# REQUIREMENT:
Pull out every line below containing the word "handlers".

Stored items
---------------
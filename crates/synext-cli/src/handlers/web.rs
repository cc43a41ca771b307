//! Web command: serve the demo page and the annotate proxy.

use std::sync::Arc;

use anyhow::Result;
use synext_axum::{AxumContext, ServerConfig, serve};

use crate::bootstrap::CliContext;
use crate::error::CliError;

/// Build the server configuration from command arguments.
///
/// # Errors
///
/// Returns [`CliError::Arguments`] when an origin is not an http(s) origin.
pub fn server_config(
    ctx: &CliContext,
    host: String,
    port: u16,
    allow_origin: Vec<String>,
) -> Result<ServerConfig, CliError> {
    if let Some(bad) = allow_origin
        .iter()
        .find(|o| !(o.starts_with("http://") || o.starts_with("https://")))
    {
        return Err(CliError::Arguments(format!(
            "--allow-origin expects an http(s) origin, got '{bad}'"
        )));
    }

    let mut config = ServerConfig {
        host,
        port,
        ..ServerConfig::default()
    }
    .with_client(ctx.client_config.clone());
    if !allow_origin.is_empty() {
        config = config.with_allowed_origins(allow_origin);
    }
    Ok(config)
}

/// Web adapter context sharing the CLI's annotation client.
pub fn axum_context(ctx: &CliContext) -> AxumContext {
    AxumContext::new(Arc::clone(&ctx.annotator))
}

/// Execute the web command; runs until the process is stopped.
///
/// # Errors
///
/// Bind and accept failures are reported as [`CliError::Io`].
pub async fn execute(
    ctx: &CliContext,
    host: String,
    port: u16,
    allow_origin: Vec<String>,
) -> Result<()> {
    let config = server_config(ctx, host, port, allow_origin)?;
    println!("Serving demo page on http://{}", config.bind_addr());
    serve(axum_context(ctx), &config)
        .await
        .map_err(|e| CliError::Io(format!("{e:#}")))?;
    Ok(())
}

#[cfg(test)]
mod tests {
    use super::*;
    use crate::handlers::testing::ScriptedAnnotator;
    use synext_axum::CorsConfig;
    use synext_client::AnnotatorClientConfig;

    fn ctx() -> CliContext {
        CliContext::new(
            Arc::new(ScriptedAnnotator::new()),
            AnnotatorClientConfig::new().with_base_url("http://localhost:9/syntax_extractor/"),
        )
    }

    #[test]
    fn test_server_config_carries_client_settings() {
        let config = server_config(&ctx(), "0.0.0.0".to_string(), 8080, Vec::new()).unwrap();
        assert_eq!(config.bind_addr(), "0.0.0.0:8080");
        assert_eq!(config.client.base_url(), "http://localhost:9/syntax_extractor/");
        assert!(matches!(config.cors, CorsConfig::AllowAll));
    }

    #[test]
    fn test_server_config_origins() {
        let config = server_config(
            &ctx(),
            "127.0.0.1".to_string(),
            5000,
            vec!["http://localhost:3000".to_string()],
        )
        .unwrap();
        assert!(matches!(config.cors, CorsConfig::AllowOrigins(ref o) if o.len() == 1));

        let err = server_config(&ctx(), "127.0.0.1".to_string(), 5000, vec!["*".to_string()])
            .unwrap_err();
        assert_eq!(err.exit_code(), 2);
    }

    #[test]
    fn test_axum_context_reuses_annotator() {
        let ctx = ctx();
        let web = axum_context(&ctx);
        assert!(Arc::ptr_eq(&web.annotator, &ctx.annotator));
    }

    #[tokio::test]
    async fn test_bind_failure_is_io_error() {
        let taken = tokio::net::TcpListener::bind("127.0.0.1:0").await.unwrap();
        let port = taken.local_addr().unwrap().port();

        let err = execute(&ctx(), "127.0.0.1".to_string(), port, Vec::new())
            .await
            .unwrap_err();

        let cli_err = err.downcast_ref::<CliError>().unwrap();
        assert_eq!(cli_err.exit_code(), 74);
        assert!(cli_err.to_string().contains("failed to bind"));
    }
}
---------------
# FINISHED EXERCISE:
filename crates/synext-cli/src/handlers/web.rs
    use crate::handlers::testing::ScriptedAnnotator;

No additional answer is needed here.